### What is required
From the records below, copy out exactly the lines from the one containing "error with context" to the one containing "pub fn der_to_pem(der: &[u8])", both included. Add nothing else.

==== Data for this exercise ====

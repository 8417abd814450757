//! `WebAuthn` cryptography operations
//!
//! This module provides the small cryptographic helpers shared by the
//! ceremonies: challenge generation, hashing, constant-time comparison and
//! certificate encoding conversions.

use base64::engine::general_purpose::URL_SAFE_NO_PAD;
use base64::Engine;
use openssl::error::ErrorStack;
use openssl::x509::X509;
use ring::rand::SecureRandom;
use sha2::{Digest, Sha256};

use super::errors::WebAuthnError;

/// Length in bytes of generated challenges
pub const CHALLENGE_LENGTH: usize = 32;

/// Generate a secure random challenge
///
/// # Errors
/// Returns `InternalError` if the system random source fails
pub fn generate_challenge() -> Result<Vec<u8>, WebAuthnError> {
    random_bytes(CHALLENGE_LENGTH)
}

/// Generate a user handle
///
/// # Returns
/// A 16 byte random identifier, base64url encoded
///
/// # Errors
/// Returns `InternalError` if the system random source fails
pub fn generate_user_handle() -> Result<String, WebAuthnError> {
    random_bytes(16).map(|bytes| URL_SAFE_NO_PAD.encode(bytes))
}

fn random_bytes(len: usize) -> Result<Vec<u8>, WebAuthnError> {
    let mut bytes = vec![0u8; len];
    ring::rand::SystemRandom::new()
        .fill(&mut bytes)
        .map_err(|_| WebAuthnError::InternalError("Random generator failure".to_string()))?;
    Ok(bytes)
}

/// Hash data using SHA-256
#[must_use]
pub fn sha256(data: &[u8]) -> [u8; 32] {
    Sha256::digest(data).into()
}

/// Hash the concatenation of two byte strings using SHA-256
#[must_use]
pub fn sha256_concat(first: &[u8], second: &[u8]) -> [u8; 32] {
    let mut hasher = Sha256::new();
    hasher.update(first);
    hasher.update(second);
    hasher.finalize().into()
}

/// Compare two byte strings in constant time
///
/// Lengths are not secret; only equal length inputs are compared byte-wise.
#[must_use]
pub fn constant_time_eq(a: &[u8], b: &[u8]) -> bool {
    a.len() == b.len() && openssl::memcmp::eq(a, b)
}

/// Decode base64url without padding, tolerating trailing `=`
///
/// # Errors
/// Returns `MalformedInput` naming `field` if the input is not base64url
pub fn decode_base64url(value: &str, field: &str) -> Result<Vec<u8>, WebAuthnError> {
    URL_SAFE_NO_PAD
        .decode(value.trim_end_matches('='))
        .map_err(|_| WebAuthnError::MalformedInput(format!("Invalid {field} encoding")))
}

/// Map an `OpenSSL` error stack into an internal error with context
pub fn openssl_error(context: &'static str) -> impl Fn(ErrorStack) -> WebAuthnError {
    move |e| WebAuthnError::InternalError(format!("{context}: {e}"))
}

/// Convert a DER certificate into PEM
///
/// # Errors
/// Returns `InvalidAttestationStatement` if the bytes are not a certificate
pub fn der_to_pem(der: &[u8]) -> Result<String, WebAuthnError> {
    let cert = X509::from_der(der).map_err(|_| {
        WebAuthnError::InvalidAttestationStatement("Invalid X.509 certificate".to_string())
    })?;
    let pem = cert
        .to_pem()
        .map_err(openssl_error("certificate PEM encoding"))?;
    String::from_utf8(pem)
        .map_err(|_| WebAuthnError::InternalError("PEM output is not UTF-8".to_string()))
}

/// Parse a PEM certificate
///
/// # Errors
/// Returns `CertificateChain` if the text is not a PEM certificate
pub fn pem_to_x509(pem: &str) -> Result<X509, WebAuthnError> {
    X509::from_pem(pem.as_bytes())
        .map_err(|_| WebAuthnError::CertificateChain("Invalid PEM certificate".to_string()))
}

====

### Exercise output
/// Map an `OpenSSL` error stack into an internal error with context
pub fn openssl_error(context: &'static str) -> impl Fn(ErrorStack) -> WebAuthnError {
    move |e| WebAuthnError::InternalError(format!("{context}: {e}"))
}

/// Convert a DER certificate into PEM
///
/// # Errors
/// Returns `InvalidAttestationStatement` if the bytes are not a certificate
pub fn der_to_pem(der: &[u8]) -> Result<String, WebAuthnError> {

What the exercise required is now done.